Report all lines in the records that hold the string "seeds".
START Data shown
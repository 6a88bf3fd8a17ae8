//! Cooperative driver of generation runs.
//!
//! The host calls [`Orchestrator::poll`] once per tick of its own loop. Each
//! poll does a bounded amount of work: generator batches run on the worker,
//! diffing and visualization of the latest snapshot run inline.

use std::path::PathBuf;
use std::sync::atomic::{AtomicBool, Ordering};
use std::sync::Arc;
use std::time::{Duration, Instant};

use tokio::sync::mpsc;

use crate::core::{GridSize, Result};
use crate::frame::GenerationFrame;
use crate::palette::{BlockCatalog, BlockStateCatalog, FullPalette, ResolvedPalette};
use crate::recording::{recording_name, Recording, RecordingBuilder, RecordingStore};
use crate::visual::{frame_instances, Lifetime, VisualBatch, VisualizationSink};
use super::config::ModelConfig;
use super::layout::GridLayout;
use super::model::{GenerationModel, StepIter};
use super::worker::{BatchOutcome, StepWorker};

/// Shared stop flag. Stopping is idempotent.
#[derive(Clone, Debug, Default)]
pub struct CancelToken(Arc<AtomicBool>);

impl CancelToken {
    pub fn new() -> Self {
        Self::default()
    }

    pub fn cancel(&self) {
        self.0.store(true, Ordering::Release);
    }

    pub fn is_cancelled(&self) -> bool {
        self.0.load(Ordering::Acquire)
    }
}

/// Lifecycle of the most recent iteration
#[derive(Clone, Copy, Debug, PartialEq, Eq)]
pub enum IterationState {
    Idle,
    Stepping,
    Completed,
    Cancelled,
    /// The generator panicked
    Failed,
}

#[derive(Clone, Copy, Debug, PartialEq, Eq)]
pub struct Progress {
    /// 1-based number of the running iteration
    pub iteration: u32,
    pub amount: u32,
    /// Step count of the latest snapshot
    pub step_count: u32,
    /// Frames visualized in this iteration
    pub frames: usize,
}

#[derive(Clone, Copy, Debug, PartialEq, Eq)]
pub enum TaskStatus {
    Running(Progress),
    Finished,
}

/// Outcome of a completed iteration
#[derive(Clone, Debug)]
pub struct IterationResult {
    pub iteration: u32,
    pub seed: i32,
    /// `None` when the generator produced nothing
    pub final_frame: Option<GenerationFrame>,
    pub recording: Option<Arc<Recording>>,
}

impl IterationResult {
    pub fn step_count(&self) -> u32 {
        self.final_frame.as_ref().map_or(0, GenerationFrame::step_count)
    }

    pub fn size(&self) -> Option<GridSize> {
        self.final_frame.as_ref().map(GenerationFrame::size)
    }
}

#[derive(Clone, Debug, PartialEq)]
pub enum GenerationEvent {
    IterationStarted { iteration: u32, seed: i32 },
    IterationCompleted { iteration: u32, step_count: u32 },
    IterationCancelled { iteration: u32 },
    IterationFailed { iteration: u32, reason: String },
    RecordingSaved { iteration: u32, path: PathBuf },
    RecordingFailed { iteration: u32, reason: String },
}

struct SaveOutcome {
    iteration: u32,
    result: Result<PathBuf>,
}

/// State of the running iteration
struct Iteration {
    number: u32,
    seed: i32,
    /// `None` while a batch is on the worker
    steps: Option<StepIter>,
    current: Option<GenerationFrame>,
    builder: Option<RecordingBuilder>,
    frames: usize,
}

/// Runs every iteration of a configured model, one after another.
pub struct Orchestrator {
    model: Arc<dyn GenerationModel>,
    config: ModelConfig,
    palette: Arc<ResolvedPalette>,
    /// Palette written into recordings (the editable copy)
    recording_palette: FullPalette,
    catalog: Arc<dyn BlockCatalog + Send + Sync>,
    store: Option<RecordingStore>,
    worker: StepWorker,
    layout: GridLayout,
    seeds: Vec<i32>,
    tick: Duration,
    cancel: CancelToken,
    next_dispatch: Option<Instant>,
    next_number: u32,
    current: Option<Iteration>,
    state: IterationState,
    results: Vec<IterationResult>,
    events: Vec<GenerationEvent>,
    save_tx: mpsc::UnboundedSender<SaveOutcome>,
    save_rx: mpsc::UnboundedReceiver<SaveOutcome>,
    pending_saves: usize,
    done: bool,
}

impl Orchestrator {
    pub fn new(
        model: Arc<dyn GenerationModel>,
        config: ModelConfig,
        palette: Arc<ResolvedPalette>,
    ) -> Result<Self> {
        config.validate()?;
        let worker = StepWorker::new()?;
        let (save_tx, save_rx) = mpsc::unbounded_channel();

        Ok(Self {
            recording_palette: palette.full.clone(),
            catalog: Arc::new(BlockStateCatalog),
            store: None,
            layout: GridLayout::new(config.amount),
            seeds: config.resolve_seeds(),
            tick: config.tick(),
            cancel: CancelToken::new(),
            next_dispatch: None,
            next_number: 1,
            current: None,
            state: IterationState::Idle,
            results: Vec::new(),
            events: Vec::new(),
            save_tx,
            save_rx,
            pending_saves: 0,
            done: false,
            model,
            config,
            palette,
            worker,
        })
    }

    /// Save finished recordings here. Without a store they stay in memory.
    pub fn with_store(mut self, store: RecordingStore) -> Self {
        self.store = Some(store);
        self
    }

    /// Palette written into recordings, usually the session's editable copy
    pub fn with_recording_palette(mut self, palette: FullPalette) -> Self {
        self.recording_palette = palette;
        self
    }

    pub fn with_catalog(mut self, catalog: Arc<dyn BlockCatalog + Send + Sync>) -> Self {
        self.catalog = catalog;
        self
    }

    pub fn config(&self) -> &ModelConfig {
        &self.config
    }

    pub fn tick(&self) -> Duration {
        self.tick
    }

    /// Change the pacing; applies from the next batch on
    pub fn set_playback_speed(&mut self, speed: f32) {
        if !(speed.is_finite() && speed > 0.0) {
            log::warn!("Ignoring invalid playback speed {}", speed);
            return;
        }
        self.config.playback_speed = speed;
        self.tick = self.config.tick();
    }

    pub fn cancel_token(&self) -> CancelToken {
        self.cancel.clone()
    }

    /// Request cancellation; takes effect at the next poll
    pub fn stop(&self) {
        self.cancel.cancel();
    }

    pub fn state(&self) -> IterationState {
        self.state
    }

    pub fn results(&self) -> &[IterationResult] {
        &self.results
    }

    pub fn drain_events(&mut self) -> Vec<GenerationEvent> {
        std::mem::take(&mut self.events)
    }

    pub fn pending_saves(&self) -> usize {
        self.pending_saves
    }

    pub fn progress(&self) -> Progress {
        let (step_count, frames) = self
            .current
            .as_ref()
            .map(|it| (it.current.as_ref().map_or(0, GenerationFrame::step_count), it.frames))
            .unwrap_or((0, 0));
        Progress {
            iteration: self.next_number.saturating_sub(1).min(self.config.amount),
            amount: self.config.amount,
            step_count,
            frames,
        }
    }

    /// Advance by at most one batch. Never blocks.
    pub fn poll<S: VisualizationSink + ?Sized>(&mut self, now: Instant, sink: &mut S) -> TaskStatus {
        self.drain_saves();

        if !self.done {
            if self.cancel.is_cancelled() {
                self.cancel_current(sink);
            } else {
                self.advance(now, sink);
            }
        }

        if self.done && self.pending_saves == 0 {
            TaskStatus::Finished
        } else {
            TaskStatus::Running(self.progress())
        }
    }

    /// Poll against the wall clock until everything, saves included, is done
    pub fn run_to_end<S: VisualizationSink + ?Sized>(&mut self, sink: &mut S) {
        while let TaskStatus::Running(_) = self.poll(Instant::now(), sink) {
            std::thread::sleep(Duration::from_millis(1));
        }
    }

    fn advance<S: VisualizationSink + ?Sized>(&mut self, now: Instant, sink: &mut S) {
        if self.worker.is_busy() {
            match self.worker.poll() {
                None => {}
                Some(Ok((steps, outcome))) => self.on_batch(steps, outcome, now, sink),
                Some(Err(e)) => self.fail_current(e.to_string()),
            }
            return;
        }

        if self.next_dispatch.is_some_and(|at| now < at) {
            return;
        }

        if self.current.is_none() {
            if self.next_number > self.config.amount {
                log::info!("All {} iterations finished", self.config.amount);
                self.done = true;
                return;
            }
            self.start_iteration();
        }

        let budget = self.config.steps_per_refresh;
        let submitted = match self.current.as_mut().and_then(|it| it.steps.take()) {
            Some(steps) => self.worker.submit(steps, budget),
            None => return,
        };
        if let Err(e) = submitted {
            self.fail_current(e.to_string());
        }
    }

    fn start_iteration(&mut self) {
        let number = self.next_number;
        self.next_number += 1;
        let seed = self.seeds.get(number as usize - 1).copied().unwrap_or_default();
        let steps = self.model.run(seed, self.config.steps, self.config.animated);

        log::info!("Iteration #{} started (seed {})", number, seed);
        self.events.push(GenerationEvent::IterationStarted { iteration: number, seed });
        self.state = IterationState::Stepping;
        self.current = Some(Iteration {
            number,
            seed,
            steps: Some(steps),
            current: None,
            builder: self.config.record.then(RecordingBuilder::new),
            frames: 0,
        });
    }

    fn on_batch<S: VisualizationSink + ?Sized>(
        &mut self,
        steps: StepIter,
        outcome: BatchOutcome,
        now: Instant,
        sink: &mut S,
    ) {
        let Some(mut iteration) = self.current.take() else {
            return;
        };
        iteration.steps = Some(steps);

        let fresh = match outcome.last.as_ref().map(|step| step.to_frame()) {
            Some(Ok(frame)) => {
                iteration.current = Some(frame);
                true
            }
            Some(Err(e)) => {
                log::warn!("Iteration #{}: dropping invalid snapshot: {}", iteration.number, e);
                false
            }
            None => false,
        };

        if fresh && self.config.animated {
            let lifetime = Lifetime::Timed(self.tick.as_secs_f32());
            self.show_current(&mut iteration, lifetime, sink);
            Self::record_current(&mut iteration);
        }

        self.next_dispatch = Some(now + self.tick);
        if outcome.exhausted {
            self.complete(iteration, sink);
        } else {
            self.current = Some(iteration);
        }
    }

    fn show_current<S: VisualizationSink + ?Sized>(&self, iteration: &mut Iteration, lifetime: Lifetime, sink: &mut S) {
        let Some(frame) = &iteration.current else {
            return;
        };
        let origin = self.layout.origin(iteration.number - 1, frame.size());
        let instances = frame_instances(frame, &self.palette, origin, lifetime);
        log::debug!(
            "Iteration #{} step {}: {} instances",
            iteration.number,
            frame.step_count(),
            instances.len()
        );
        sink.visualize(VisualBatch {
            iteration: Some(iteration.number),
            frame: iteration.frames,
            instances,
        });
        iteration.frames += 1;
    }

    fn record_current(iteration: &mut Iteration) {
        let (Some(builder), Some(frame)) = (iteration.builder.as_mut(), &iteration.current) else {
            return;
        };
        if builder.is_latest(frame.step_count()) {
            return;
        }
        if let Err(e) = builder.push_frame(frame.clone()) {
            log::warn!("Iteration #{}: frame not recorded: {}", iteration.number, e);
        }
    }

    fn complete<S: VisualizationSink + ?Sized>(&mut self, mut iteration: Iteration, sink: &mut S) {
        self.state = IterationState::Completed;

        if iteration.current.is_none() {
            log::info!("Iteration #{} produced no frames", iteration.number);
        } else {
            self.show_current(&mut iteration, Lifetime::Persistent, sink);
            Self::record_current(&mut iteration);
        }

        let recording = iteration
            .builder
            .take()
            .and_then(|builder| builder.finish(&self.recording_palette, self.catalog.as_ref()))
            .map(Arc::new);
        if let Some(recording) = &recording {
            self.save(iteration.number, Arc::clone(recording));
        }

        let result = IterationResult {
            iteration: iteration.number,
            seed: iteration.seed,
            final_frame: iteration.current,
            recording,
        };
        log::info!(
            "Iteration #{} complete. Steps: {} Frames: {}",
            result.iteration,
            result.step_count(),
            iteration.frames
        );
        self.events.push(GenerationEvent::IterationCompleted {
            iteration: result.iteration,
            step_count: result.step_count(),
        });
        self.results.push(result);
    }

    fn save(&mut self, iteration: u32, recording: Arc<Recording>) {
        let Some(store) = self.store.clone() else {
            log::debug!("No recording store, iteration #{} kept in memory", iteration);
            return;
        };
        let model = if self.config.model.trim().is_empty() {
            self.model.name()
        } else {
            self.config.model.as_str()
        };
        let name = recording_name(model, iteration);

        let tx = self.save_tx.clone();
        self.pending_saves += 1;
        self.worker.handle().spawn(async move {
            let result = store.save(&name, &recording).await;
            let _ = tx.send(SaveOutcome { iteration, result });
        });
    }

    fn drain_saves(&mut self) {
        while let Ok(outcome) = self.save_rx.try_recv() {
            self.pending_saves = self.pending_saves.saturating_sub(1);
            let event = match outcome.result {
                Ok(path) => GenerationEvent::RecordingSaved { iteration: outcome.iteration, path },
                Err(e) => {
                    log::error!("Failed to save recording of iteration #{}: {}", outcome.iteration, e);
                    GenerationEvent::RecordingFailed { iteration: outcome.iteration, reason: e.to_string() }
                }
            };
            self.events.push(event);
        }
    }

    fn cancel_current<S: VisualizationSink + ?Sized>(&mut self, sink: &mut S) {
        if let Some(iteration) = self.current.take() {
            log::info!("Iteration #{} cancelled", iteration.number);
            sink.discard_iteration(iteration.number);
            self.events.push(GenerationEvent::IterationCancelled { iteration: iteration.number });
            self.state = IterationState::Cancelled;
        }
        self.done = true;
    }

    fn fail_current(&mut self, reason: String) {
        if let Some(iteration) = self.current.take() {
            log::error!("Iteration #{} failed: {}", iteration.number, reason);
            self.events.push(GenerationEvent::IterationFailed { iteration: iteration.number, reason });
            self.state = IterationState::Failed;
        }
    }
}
END Data shown
● Output for this task
    seeds: Vec<i32>,
            seeds: config.resolve_seeds(),
        let seed = self.seeds.get(number as usize - 1).copied().unwrap_or_default();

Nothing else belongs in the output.